◆ Required action
Where the word "derive" shows up in the entries below, please copy the whole line.

(Stored items)

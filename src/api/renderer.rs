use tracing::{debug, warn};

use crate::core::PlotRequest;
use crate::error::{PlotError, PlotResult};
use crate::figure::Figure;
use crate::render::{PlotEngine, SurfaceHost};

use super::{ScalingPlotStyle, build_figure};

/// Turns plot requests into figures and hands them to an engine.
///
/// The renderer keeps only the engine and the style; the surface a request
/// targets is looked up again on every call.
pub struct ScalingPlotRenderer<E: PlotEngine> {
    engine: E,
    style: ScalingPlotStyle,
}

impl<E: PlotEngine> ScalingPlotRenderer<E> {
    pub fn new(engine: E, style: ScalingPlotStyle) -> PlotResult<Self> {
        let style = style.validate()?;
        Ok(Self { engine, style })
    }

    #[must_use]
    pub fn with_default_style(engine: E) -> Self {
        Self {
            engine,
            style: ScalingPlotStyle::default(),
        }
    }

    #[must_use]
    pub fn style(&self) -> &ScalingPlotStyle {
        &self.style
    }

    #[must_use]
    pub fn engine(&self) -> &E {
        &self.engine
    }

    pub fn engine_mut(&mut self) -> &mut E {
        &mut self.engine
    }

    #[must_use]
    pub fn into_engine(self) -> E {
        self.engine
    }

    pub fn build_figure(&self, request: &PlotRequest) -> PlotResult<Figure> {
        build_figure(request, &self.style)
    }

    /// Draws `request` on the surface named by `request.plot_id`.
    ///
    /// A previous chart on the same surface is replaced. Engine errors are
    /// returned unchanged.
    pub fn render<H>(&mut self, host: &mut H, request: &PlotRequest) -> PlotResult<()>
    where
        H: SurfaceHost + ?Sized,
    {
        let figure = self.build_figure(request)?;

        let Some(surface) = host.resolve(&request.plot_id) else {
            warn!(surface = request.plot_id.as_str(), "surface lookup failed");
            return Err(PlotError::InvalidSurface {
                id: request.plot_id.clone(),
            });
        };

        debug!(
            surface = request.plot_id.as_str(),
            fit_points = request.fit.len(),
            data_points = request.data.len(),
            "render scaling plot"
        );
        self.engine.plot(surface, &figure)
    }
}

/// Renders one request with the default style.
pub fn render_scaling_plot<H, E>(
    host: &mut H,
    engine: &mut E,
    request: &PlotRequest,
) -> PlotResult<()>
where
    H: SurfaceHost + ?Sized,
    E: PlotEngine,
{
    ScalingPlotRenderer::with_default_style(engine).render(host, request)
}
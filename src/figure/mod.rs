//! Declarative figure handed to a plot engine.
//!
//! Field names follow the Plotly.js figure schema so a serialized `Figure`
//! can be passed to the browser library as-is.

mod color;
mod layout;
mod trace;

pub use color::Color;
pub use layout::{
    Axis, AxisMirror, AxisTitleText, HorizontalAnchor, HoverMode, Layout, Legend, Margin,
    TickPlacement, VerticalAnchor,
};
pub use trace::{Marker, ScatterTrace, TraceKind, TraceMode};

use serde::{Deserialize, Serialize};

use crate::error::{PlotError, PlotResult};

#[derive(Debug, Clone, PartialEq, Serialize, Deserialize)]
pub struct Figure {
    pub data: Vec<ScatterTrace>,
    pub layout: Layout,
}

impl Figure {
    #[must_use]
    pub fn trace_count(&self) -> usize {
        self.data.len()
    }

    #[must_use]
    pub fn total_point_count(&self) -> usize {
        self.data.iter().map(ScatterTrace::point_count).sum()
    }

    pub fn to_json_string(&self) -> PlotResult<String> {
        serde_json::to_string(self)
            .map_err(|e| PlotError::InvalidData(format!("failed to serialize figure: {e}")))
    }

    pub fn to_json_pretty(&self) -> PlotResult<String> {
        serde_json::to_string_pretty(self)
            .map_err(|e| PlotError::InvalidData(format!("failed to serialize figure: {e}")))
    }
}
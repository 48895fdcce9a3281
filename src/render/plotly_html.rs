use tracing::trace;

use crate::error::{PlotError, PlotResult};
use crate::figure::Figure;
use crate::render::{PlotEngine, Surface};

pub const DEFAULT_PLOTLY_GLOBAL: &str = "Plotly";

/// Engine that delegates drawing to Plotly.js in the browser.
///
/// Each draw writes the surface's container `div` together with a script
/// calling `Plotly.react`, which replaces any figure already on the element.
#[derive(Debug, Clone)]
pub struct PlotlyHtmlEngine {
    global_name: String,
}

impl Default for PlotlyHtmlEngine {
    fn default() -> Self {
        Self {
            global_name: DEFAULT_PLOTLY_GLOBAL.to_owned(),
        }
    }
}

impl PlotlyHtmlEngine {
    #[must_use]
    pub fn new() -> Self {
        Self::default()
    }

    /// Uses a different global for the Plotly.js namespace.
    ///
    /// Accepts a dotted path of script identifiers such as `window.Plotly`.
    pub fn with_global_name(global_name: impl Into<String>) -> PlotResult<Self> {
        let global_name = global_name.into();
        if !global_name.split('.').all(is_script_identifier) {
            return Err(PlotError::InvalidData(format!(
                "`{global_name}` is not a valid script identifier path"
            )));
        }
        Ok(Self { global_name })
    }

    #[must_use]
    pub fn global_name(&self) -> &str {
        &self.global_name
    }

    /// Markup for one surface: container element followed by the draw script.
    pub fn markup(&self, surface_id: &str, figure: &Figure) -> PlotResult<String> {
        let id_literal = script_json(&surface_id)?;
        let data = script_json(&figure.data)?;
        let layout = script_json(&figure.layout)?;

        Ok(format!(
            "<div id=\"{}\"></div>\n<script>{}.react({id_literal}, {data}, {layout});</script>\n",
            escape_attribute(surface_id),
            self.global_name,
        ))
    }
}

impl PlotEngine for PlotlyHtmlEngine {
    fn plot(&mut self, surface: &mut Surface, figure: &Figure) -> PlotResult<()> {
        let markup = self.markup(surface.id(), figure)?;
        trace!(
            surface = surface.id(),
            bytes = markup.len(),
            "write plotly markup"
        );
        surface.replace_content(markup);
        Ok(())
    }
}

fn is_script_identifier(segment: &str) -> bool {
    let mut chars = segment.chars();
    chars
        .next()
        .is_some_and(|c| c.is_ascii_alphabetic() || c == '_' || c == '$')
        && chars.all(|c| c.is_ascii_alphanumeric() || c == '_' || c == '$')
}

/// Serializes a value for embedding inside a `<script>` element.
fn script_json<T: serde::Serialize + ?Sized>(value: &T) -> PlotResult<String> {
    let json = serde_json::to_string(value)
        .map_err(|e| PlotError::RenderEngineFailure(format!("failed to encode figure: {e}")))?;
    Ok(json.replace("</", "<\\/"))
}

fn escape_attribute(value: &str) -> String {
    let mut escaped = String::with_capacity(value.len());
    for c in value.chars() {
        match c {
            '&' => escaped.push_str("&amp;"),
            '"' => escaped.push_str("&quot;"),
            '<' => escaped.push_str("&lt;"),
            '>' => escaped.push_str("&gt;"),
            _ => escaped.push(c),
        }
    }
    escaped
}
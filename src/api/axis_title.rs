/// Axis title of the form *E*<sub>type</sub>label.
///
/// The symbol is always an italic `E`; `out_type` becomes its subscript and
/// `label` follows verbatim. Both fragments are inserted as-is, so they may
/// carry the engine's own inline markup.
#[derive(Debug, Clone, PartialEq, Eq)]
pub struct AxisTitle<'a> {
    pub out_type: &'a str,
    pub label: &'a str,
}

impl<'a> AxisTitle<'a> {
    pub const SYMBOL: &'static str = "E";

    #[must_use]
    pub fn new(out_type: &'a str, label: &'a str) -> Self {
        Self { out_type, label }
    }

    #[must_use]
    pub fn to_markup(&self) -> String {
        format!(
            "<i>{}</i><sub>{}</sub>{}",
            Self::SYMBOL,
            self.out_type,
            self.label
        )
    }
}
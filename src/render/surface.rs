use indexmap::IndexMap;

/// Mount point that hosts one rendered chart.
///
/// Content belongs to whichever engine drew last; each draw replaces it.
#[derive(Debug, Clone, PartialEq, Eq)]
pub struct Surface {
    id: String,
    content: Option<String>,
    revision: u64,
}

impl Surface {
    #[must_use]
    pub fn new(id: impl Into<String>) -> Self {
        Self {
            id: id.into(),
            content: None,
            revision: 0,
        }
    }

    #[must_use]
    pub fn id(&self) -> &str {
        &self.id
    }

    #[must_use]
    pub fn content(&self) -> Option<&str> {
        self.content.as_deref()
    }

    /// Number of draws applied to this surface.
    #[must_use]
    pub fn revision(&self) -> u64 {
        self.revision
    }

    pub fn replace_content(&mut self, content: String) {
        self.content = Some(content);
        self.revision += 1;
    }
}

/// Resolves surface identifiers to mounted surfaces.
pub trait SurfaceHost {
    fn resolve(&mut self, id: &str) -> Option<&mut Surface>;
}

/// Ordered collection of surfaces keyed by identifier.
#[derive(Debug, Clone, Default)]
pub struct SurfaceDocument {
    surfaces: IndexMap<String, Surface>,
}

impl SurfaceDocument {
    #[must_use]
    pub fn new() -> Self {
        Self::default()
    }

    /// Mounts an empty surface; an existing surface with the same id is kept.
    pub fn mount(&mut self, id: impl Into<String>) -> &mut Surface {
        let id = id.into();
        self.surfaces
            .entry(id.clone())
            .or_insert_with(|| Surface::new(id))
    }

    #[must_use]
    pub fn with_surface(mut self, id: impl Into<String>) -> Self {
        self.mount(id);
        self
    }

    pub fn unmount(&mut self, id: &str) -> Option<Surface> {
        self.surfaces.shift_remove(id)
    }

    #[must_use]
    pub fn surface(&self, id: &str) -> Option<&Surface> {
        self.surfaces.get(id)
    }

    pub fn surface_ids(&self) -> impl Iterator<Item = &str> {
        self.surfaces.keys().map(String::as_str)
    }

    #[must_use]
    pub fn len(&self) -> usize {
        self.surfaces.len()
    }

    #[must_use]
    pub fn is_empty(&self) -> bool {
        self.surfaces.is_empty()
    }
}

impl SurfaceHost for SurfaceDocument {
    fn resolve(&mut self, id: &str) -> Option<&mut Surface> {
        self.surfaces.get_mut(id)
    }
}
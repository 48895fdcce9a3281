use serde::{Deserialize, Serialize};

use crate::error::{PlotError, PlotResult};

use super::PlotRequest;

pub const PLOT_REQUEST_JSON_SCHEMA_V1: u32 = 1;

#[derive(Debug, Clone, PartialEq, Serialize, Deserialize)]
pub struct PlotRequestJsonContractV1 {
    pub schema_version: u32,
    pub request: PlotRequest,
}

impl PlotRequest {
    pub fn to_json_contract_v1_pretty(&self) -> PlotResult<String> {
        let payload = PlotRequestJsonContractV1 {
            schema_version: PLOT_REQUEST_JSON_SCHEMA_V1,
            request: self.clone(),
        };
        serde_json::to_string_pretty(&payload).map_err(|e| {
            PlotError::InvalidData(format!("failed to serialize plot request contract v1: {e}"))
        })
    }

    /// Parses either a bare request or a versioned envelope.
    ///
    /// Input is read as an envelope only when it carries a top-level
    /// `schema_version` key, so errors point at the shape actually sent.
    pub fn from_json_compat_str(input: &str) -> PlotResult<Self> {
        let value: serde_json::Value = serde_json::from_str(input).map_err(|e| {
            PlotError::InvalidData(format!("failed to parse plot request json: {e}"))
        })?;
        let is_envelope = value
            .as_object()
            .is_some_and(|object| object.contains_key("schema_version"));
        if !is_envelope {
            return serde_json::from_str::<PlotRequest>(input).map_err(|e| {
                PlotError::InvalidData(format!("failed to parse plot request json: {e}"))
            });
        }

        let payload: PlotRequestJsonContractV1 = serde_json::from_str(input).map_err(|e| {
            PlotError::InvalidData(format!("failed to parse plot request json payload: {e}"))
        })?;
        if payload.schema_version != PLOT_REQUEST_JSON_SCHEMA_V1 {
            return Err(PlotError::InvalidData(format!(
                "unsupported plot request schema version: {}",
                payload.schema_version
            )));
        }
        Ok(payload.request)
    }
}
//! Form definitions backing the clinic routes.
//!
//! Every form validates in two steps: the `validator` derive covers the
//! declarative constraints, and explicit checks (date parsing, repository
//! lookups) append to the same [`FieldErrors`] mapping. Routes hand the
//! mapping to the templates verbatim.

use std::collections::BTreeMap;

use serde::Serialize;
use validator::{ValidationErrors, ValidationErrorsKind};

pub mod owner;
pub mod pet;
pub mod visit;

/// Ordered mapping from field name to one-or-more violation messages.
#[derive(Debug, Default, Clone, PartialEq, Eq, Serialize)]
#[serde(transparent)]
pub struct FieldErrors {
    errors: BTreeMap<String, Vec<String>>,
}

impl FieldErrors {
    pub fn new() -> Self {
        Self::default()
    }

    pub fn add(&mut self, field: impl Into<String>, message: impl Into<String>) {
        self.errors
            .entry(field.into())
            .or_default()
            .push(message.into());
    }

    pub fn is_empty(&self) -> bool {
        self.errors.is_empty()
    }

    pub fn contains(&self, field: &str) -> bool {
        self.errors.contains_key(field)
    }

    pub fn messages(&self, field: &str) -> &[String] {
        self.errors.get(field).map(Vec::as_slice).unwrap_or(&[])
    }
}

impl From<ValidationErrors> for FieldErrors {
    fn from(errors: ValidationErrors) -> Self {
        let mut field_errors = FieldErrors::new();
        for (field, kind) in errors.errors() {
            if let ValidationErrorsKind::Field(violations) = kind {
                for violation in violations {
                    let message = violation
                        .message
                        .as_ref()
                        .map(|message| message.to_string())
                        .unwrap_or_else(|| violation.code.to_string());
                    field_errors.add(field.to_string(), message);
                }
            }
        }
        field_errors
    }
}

◆ Answer space
#[derive(Debug, Clone, PartialEq, Serialize, Deserialize)]
#[derive(Debug, Clone)]
#[derive(Debug, Clone, PartialEq, Eq)]
#[derive(Debug, Clone, PartialEq, Eq)]
#[derive(Debug, Clone, Default)]
#[derive(Debug, Clone, PartialEq, Serialize, Deserialize)]
//! Every form validates in two steps: the `validator` derive covers the
#[derive(Debug, Default, Clone, PartialEq, Eq, Serialize)]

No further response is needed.